INPUT
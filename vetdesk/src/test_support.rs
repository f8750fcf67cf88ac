//! Test-only helpers: a scripted in-memory backend and fixtures.

use std::collections::{BTreeMap, HashMap};
use std::sync::Mutex;

use async_trait::async_trait;
use tempfile::TempDir;

use crate::core::errors::ApiError;
use crate::core::forms::RegisterForm;
use crate::core::session::Session;
use crate::core::types::{
    ActivationRequest, AuthResponse, Breed, Credentials, LoginRole, NewOwner, NewPet,
    OwnerSummary, PetFilter, PetSummary, Species, UserIdentity,
};
use crate::io::backend::Backend;
use crate::io::session_storage::FileSessionStorage;

/// Backend operation, used to script failures.
#[derive(Debug, Clone, Copy, PartialEq, Eq, Hash)]
pub enum Endpoint {
    Login,
    Register,
    VerifyToken,
    Activate,
    Species,
    Breeds,
    SearchPets,
    LookupOwner,
    CreateOwner,
    CreatePet,
}

/// Call recorded by [`ScriptedBackend`], in issue order.
#[derive(Debug, Clone, PartialEq)]
pub enum Call {
    Login { role: LoginRole, username: String },
    Register { username: String },
    VerifyToken(String),
    Activate(String),
    ListSpecies,
    ListBreeds(i64),
    SearchPets { token: Option<String>, filter: PetFilter },
    LookupOwner { token: String, email: String },
    CreateOwner(NewOwner),
    CreatePet(NewPet),
}

/// Backend answering from memory. Unscripted endpoints succeed with empty data.
#[derive(Default)]
pub struct ScriptedBackend {
    species: Vec<Species>,
    breeds: BTreeMap<i64, Vec<Breed>>,
    pets: Vec<PetSummary>,
    owners: BTreeMap<String, OwnerSummary>,
    accounts: Vec<(LoginRole, Credentials, AuthResponse)>,
    /// Error per endpoint, returned once that many calls have succeeded.
    failures: HashMap<Endpoint, (usize, ApiError)>,
    calls: Mutex<Vec<(Endpoint, Call)>>,
}

impl ScriptedBackend {
    pub fn new() -> Self {
        Self::default()
    }

    pub fn with_species(mut self, species: Vec<Species>) -> Self {
        self.species = species;
        self
    }

    pub fn with_breeds(mut self, species_id: i64, breeds: Vec<Breed>) -> Self {
        self.breeds.insert(species_id, breeds);
        self
    }

    pub fn with_pets(mut self, pets: Vec<PetSummary>) -> Self {
        self.pets = pets;
        self
    }

    pub fn with_owner(mut self, owner: OwnerSummary) -> Self {
        self.owners.insert(owner.email.clone(), owner);
        self
    }

    pub fn with_account(mut self, role: LoginRole, username: &str, password: &str) -> Self {
        let auth = auth_response(&format!("token-{}", username), username, role);
        self.accounts.push((
            role,
            Credentials {
                username: username.to_string(),
                password: password.to_string(),
            },
            auth,
        ));
        self
    }

    pub fn failing(self, endpoint: Endpoint, err: ApiError) -> Self {
        self.failing_after(endpoint, 0, err)
    }

    /// Let `successes` calls to `endpoint` through, then fail with `err`.
    pub fn failing_after(mut self, endpoint: Endpoint, successes: usize, err: ApiError) -> Self {
        self.failures.insert(endpoint, (successes, err));
        self
    }

    pub fn calls(&self) -> Vec<Call> {
        self.calls
            .lock()
            .map(|calls| calls.iter().map(|(_, call)| call.clone()).collect())
            .unwrap_or_default()
    }

    fn record(&self, endpoint: Endpoint, call: Call) -> Result<(), ApiError> {
        let previous = match self.calls.lock() {
            Ok(mut calls) => {
                let previous = calls.iter().filter(|(e, _)| *e == endpoint).count();
                calls.push((endpoint, call));
                previous
            }
            Err(_) => 0,
        };
        match self.failures.get(&endpoint) {
            Some((successes, err)) if previous >= *successes => Err(err.clone()),
            _ => Ok(()),
        }
    }
}

#[async_trait]
impl Backend for ScriptedBackend {
    async fn login(
        &self,
        role: LoginRole,
        credentials: &Credentials,
    ) -> Result<AuthResponse, ApiError> {
        self.record(
            Endpoint::Login,
            Call::Login {
                role,
                username: credentials.username.clone(),
            },
        )?;
        self.accounts
            .iter()
            .find(|(r, c, _)| *r == role && c == credentials)
            .map(|(_, _, auth)| auth.clone())
            .ok_or_else(|| status(401, None))
    }

    async fn register(&self, form: &RegisterForm) -> Result<AuthResponse, ApiError> {
        self.record(
            Endpoint::Register,
            Call::Register {
                username: form.username.clone(),
            },
        )?;
        Ok(auth_response(
            &format!("token-{}", form.username),
            &form.username,
            LoginRole::User,
        ))
    }

    async fn verify_activation_token(&self, token: &str) -> Result<(), ApiError> {
        self.record(Endpoint::VerifyToken, Call::VerifyToken(token.to_string()))
    }

    async fn activate_account(&self, request: &ActivationRequest) -> Result<(), ApiError> {
        self.record(Endpoint::Activate, Call::Activate(request.token.clone()))
    }

    async fn list_species(&self) -> Result<Vec<Species>, ApiError> {
        self.record(Endpoint::Species, Call::ListSpecies)?;
        Ok(self.species.clone())
    }

    async fn list_breeds(&self, species_id: i64) -> Result<Vec<Breed>, ApiError> {
        self.record(Endpoint::Breeds, Call::ListBreeds(species_id))?;
        Ok(self.breeds.get(&species_id).cloned().unwrap_or_default())
    }

    async fn search_pets(
        &self,
        token: Option<&str>,
        filter: &PetFilter,
    ) -> Result<Vec<PetSummary>, ApiError> {
        self.record(
            Endpoint::SearchPets,
            Call::SearchPets {
                token: token.map(str::to_string),
                filter: filter.clone(),
            },
        )?;
        let name = filter.name.as_deref().map(str::to_lowercase);
        Ok(self
            .pets
            .iter()
            .filter(|pet| {
                name.as_deref()
                    .is_none_or(|name| pet.name.to_lowercase().contains(name))
            })
            .cloned()
            .collect())
    }

    async fn lookup_owner(
        &self,
        token: &str,
        email: &str,
    ) -> Result<Option<OwnerSummary>, ApiError> {
        self.record(
            Endpoint::LookupOwner,
            Call::LookupOwner {
                token: token.to_string(),
                email: email.to_string(),
            },
        )?;
        Ok(self.owners.get(email).cloned())
    }

    async fn create_owner(&self, _token: &str, owner: &NewOwner) -> Result<(), ApiError> {
        self.record(Endpoint::CreateOwner, Call::CreateOwner(owner.clone()))
    }

    async fn create_pet(&self, _token: &str, pet: &NewPet) -> Result<PetSummary, ApiError> {
        self.record(Endpoint::CreatePet, Call::CreatePet(pet.clone()))?;
        Ok(pet_summary(1, &pet.name))
    }
}

pub fn status(code: u16, message: Option<&str>) -> ApiError {
    ApiError::Status {
        status: code,
        message: message.map(str::to_string),
    }
}

pub fn auth_response(token: &str, username: &str, role: LoginRole) -> AuthResponse {
    AuthResponse {
        token: token.to_string(),
        user: UserIdentity {
            username: Some(username.to_string()),
            role: Some(role.as_str().to_uppercase()),
            ..UserIdentity::default()
        },
    }
}

pub fn session(token: &str) -> Session {
    Session::from_auth(auth_response(token, "vet1", LoginRole::Vet))
}

pub fn species(id: i64, name: &str) -> Species {
    Species {
        id,
        name: name.to_string(),
    }
}

pub fn breed(id: i64, name: &str) -> Breed {
    Breed {
        id,
        name: name.to_string(),
    }
}

pub fn pet_summary(id: i64, name: &str) -> PetSummary {
    PetSummary {
        id: Some(id),
        name: name.to_string(),
        birth_date: None,
        specie: None,
        breed: None,
        weight: None,
        diet_info: None,
        created_at: None,
    }
}

/// Catalog with dogs (1) and cats (2), each with two breeds.
pub fn catalog_backend() -> ScriptedBackend {
    ScriptedBackend::new()
        .with_species(vec![species(1, "Perro"), species(2, "Gato")])
        .with_breeds(1, vec![breed(10, "Beagle"), breed(11, "Boxer")])
        .with_breeds(2, vec![breed(20, "Siamés"), breed(21, "Persa")])
}

/// Temporary state dir with file-backed session storage.
pub fn temp_session_storage() -> std::io::Result<(TempDir, FileSessionStorage)> {
    let temp = tempfile::tempdir()?;
    let storage = FileSessionStorage::new(&temp.path().join("session"));
    Ok((temp, storage))
}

DIRECTIONS FOR THIS TASK
Copy out all lines of the listing above that include "CreateOwner".

ANSWER SECTION
    CreateOwner,
    CreateOwner(NewOwner),
        self.record(Endpoint::CreateOwner, Call::CreateOwner(owner.clone()))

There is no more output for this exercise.